» **EXERCISE DETAILS**
If a line of the records holds the word "features", copy it out.
* * *
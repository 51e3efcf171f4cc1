use rand::rngs::StdRng;
use rand::SeedableRng;

use crate::activation::activation::ActivationFunction;
use crate::data::images::ImageTensor;
use crate::layers::{Dense, Mode, NamedParam, NamedParamMut};
use crate::model::backbone::Backbone;
use crate::model::branch::Branch;
use crate::model::regressor::Regressor;

/// Frozen backbone with a trainable single-output regression head.
#[derive(Debug, Clone)]
pub struct ImageBranch {
    backbone: Backbone,
    head: Dense,
}

impl ImageBranch {
    pub fn new(backbone: Backbone, seed: u64) -> ImageBranch {
        let mut rng = StdRng::seed_from_u64(seed);
        let head = Dense::new("head", backbone.embedding_dim(), 1, ActivationFunction::Identity, &mut rng);
        ImageBranch { backbone, head }
    }

    pub fn backbone(&self) -> &Backbone {
        &self.backbone
    }

    /// Freezes or unfreezes the regression head. The backbone stays frozen.
    pub fn set_head_frozen(&mut self, frozen: bool) {
        self.head.set_frozen(frozen);
    }
}

impl Branch for ImageBranch {
    type Input = ImageTensor;

    fn embedding_dim(&self) -> usize {
        self.backbone.embedding_dim()
    }

    fn embed(&mut self, input: &ImageTensor, _mode: Mode) -> Vec<f64> {
        self.backbone.features(input)
    }

    fn predict(&mut self, input: &ImageTensor) -> f64 {
        self.forward(input, Mode::Eval)
    }
}

impl Regressor for ImageBranch {
    type Input = ImageTensor;

    fn forward(&mut self, input: &ImageTensor, _mode: Mode) -> f64 {
        let features = self.backbone.features(input);
        self.head.forward(&features)[0]
    }

    fn backward(&mut self, d_output: f64) {
        // The gradient stops at the head input.
        self.head.backward(&[d_output]);
    }

    fn params(&self) -> Vec<NamedParam<'_>> {
        let mut out = self.backbone.params();
        out.extend(self.head.params());
        out
    }

    fn params_mut(&mut self) -> Vec<NamedParamMut<'_>> {
        let mut out = self.backbone.params_mut();
        out.extend(self.head.params_mut());
        out
    }
}

#[cfg(test)]
mod tests {
    use super::*;
    use crate::model::backbone::BackboneKind;

    fn image(value: f64) -> ImageTensor {
        ImageTensor::new(3, 4, 4, vec![value; 48]).unwrap()
    }

    #[test]
    fn only_the_head_is_trainable() {
        let branch = ImageBranch::new(Backbone::new(BackboneKind::Resnet18), 3);
        assert_eq!(branch.trainable_len(), 512 + 1);
    }

    #[test]
    fn backward_leaves_backbone_gradients_untouched() {
        let mut branch = ImageBranch::new(Backbone::new(BackboneKind::Resnet18), 3);
        branch.forward(&image(0.7), Mode::Train);
        branch.backward(1.0);
        let params = branch.params();
        let (_, backbone_w) = &params[0];
        assert!(backbone_w.grad.flatten().iter().all(|&g| g == 0.0));
        let (name, head_b) = &params[3];
        assert_eq!(name, "head.biases");
        assert_eq!(head_b.grad.data[0][0], 1.0);
    }

    #[test]
    fn embedding_has_backbone_width_and_is_deterministic() {
        let mut branch = ImageBranch::new(Backbone::new(BackboneKind::Googlenet), 3);
        let a = branch.embed(&image(0.2), Mode::Eval);
        assert_eq!(a.len(), 1024);
        assert_eq!(a, branch.embed(&image(0.2), Mode::Eval));
        assert_eq!(branch.predict(&image(0.2)), branch.predict(&image(0.2)));
    }
}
* * *
» **SOLVED PROBLEM**
        self.backbone.features(input)
        let features = self.backbone.features(input);
        self.head.forward(&features)[0]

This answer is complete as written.